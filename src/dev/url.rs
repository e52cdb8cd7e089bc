//! URL family dispatch and `/@src/` source resolution (spec §4.E: the
//! URL table and the source-candidate resolution algorithm).

use crate::common::{join_contained, SOURCE_CANDIDATE_SUFFIXES};
use crate::fs::FileSystem;
use std::path::{Path, PathBuf};

/// Which of the dev server's URL families a request path belongs to; the
/// first matching family wins (spec §4.E table).
#[derive(Clone, Debug, PartialEq, Eq)]
pub enum UrlFamily {
    Deps { name: String },
    Src { path: String },
    Rpc { module: String, function: String },
    Api { path: String },
    RuntimeAsset { name: String },
    Hmr,
    Fallback,
}

const RUNTIME_ASSETS: &[&str] = &["/peaque-dev.js", "/peaque-loader.js", "/peaque.js", "/peaque.css"];

pub fn classify(path: &str) -> UrlFamily {
    if let Some(name) = path.strip_prefix("/@deps/") {
        return UrlFamily::Deps { name: name.to_string() };
    }
    if let Some(rest) = path.strip_prefix("/@src/") {
        return UrlFamily::Src { path: rest.to_string() };
    }
    if let Some(rest) = path.strip_prefix("/api/__rpc/") {
        if let Some((module, function)) = rest.rsplit_once('/') {
            return UrlFamily::Rpc {
                module: module.to_string(),
                function: function.to_string(),
            };
        }
    }
    if let Some(rest) = path.strip_prefix("/api/") {
        return UrlFamily::Api {
            path: format!("/api/{rest}"),
        };
    }
    if RUNTIME_ASSETS.contains(&path) {
        return UrlFamily::RuntimeAsset {
            name: path.trim_start_matches('/').to_string(),
        };
    }
    if path == "/hmr" {
        return UrlFamily::Hmr;
    }
    UrlFamily::Fallback
}

/// Resolve a `/@src/<p>` request to a concrete project-root-relative
/// file, trying the candidate suffixes in order (spec §4.E "Source
/// resolution"). Returns `None` for escape attempts (caller maps this to
/// 403) versus a found-but-missing candidate (caller maps to 404) —
/// distinguished by [`SourceResolution`].
pub enum SourceResolution {
    Escaped,
    NotFound,
    Found(PathBuf),
}

pub async fn resolve_source_candidate(
    fs: &dyn FileSystem,
    project_root: &Path,
    requested: &str,
) -> SourceResolution {
    for suffix in SOURCE_CANDIDATE_SUFFIXES {
        let candidate_rel = format!("{requested}{suffix}");
        let Some(candidate_path) = join_contained(project_root, &candidate_rel) else {
            continue;
        };
        if !candidate_path.starts_with(project_root) {
            return SourceResolution::Escaped;
        }
        if let Ok(meta) = fs.stat(&candidate_path).await {
            if meta.is_file {
                return SourceResolution::Found(candidate_path);
            }
        }
    }
    if requested.contains("..") {
        return SourceResolution::Escaped;
    }
    SourceResolution::NotFound
}

#[cfg(test)]
mod tests {
    use super::*;
    use crate::fs::MemoryFileSystem;

    #[test]
    fn classifies_each_url_family_in_table_order() {
        assert_eq!(
            classify("/@deps/react"),
            UrlFamily::Deps { name: "react".into() }
        );
        assert_eq!(
            classify("/@src/pages/page.tsx"),
            UrlFamily::Src { path: "pages/page.tsx".into() }
        );
        assert_eq!(
            classify("/api/__rpc/src/actions/user/updateUser"),
            UrlFamily::Rpc {
                module: "src/actions/user".into(),
                function: "updateUser".into()
            }
        );
        assert_eq!(
            classify("/api/users"),
            UrlFamily::Api { path: "/api/users".into() }
        );
        assert_eq!(
            classify("/peaque.js"),
            UrlFamily::RuntimeAsset { name: "peaque.js".into() }
        );
        assert_eq!(classify("/hmr"), UrlFamily::Hmr);
        assert_eq!(classify("/favicon.ico"), UrlFamily::Fallback);
    }

    #[tokio::test]
    async fn resolves_first_matching_suffix() {
        let memfs = MemoryFileSystem::new().with_file("pages/users/page.tsx", b"x");
        let resolution = resolve_source_candidate(&memfs, Path::new(""), "pages/users/page").await;
        assert!(matches!(resolution, SourceResolution::Found(_)));
    }

    #[tokio::test]
    async fn resolves_index_fallback_for_directory_specifier() {
        let memfs = MemoryFileSystem::new().with_file("pages/users/index.tsx", b"x");
        let resolution = resolve_source_candidate(&memfs, Path::new(""), "pages/users").await;
        match resolution {
            SourceResolution::Found(path) => {
                assert_eq!(path, Path::new("pages/users/index.tsx"));
            }
            _ => panic!("expected a match"),
        }
    }

    #[tokio::test]
    async fn escape_attempt_is_rejected() {
        let memfs = MemoryFileSystem::new();
        let resolution = resolve_source_candidate(&memfs, Path::new("root"), "../../etc/passwd").await;
        assert!(matches!(resolution, SourceResolution::Escaped));
    }

    #[tokio::test]
    async fn missing_candidate_is_not_found() {
        let memfs = MemoryFileSystem::new();
        let resolution = resolve_source_candidate(&memfs, Path::new(""), "pages/missing").await;
        assert!(matches!(resolution, SourceResolution::NotFound));
    }
}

--*--

• **WHAT THE EXERCISE ASKS**
Write the data out once more. Keep every word the same.

• **YOUR RESPONSE**
filename src/dev/url.rs
repository e52cdb8cd7e089bc
//! URL family dispatch and `/@src/` source resolution (spec §4.E: the
//! URL table and the source-candidate resolution algorithm).

use crate::common::{join_contained, SOURCE_CANDIDATE_SUFFIXES};
use crate::fs::FileSystem;
use std::path::{Path, PathBuf};

/// Which of the dev server's URL families a request path belongs to; the
/// first matching family wins (spec §4.E table).
#[derive(Clone, Debug, PartialEq, Eq)]
pub enum UrlFamily {
    Deps { name: String },
    Src { path: String },
    Rpc { module: String, function: String },
    Api { path: String },
    RuntimeAsset { name: String },
    Hmr,
    Fallback,
}

const RUNTIME_ASSETS: &[&str] = &["/peaque-dev.js", "/peaque-loader.js", "/peaque.js", "/peaque.css"];

pub fn classify(path: &str) -> UrlFamily {
    if let Some(name) = path.strip_prefix("/@deps/") {
        return UrlFamily::Deps { name: name.to_string() };
    }
    if let Some(rest) = path.strip_prefix("/@src/") {
        return UrlFamily::Src { path: rest.to_string() };
    }
    if let Some(rest) = path.strip_prefix("/api/__rpc/") {
        if let Some((module, function)) = rest.rsplit_once('/') {
            return UrlFamily::Rpc {
                module: module.to_string(),
                function: function.to_string(),
            };
        }
    }
    if let Some(rest) = path.strip_prefix("/api/") {
        return UrlFamily::Api {
            path: format!("/api/{rest}"),
        };
    }
    if RUNTIME_ASSETS.contains(&path) {
        return UrlFamily::RuntimeAsset {
            name: path.trim_start_matches('/').to_string(),
        };
    }
    if path == "/hmr" {
        return UrlFamily::Hmr;
    }
    UrlFamily::Fallback
}

/// Resolve a `/@src/<p>` request to a concrete project-root-relative
/// file, trying the candidate suffixes in order (spec §4.E "Source
/// resolution"). Returns `None` for escape attempts (caller maps this to
/// 403) versus a found-but-missing candidate (caller maps to 404) —
/// distinguished by [`SourceResolution`].
pub enum SourceResolution {
    Escaped,
    NotFound,
    Found(PathBuf),
}

pub async fn resolve_source_candidate(
    fs: &dyn FileSystem,
    project_root: &Path,
    requested: &str,
) -> SourceResolution {
    for suffix in SOURCE_CANDIDATE_SUFFIXES {
        let candidate_rel = format!("{requested}{suffix}");
        let Some(candidate_path) = join_contained(project_root, &candidate_rel) else {
            continue;
        };
        if !candidate_path.starts_with(project_root) {
            return SourceResolution::Escaped;
        }
        if let Ok(meta) = fs.stat(&candidate_path).await {
            if meta.is_file {
                return SourceResolution::Found(candidate_path);
            }
        }
    }
    if requested.contains("..") {
        return SourceResolution::Escaped;
    }
    SourceResolution::NotFound
}

#[cfg(test)]
mod tests {
    use super::*;
    use crate::fs::MemoryFileSystem;

    #[test]
    fn classifies_each_url_family_in_table_order() {
        assert_eq!(
            classify("/@deps/react"),
            UrlFamily::Deps { name: "react".into() }
        );
        assert_eq!(
            classify("/@src/pages/page.tsx"),
            UrlFamily::Src { path: "pages/page.tsx".into() }
        );
        assert_eq!(
            classify("/api/__rpc/src/actions/user/updateUser"),
            UrlFamily::Rpc {
                module: "src/actions/user".into(),
                function: "updateUser".into()
            }
        );
        assert_eq!(
            classify("/api/users"),
            UrlFamily::Api { path: "/api/users".into() }
        );
        assert_eq!(
            classify("/peaque.js"),
            UrlFamily::RuntimeAsset { name: "peaque.js".into() }
        );
        assert_eq!(classify("/hmr"), UrlFamily::Hmr);
        assert_eq!(classify("/favicon.ico"), UrlFamily::Fallback);
    }

    #[tokio::test]
    async fn resolves_first_matching_suffix() {
        let memfs = MemoryFileSystem::new().with_file("pages/users/page.tsx", b"x");
        let resolution = resolve_source_candidate(&memfs, Path::new(""), "pages/users/page").await;
        assert!(matches!(resolution, SourceResolution::Found(_)));
    }

    #[tokio::test]
    async fn resolves_index_fallback_for_directory_specifier() {
        let memfs = MemoryFileSystem::new().with_file("pages/users/index.tsx", b"x");
        let resolution = resolve_source_candidate(&memfs, Path::new(""), "pages/users").await;
        match resolution {
            SourceResolution::Found(path) => {
                assert_eq!(path, Path::new("pages/users/index.tsx"));
            }
            _ => panic!("expected a match"),
        }
    }

    #[tokio::test]
    async fn escape_attempt_is_rejected() {
        let memfs = MemoryFileSystem::new();
        let resolution = resolve_source_candidate(&memfs, Path::new("root"), "../../etc/passwd").await;
        assert!(matches!(resolution, SourceResolution::Escaped));
    }

    #[tokio::test]
    async fn missing_candidate_is_not_found() {
        let memfs = MemoryFileSystem::new();
        let resolution = resolve_source_candidate(&memfs, Path::new(""), "pages/missing").await;
        assert!(matches!(resolution, SourceResolution::NotFound));
    }
}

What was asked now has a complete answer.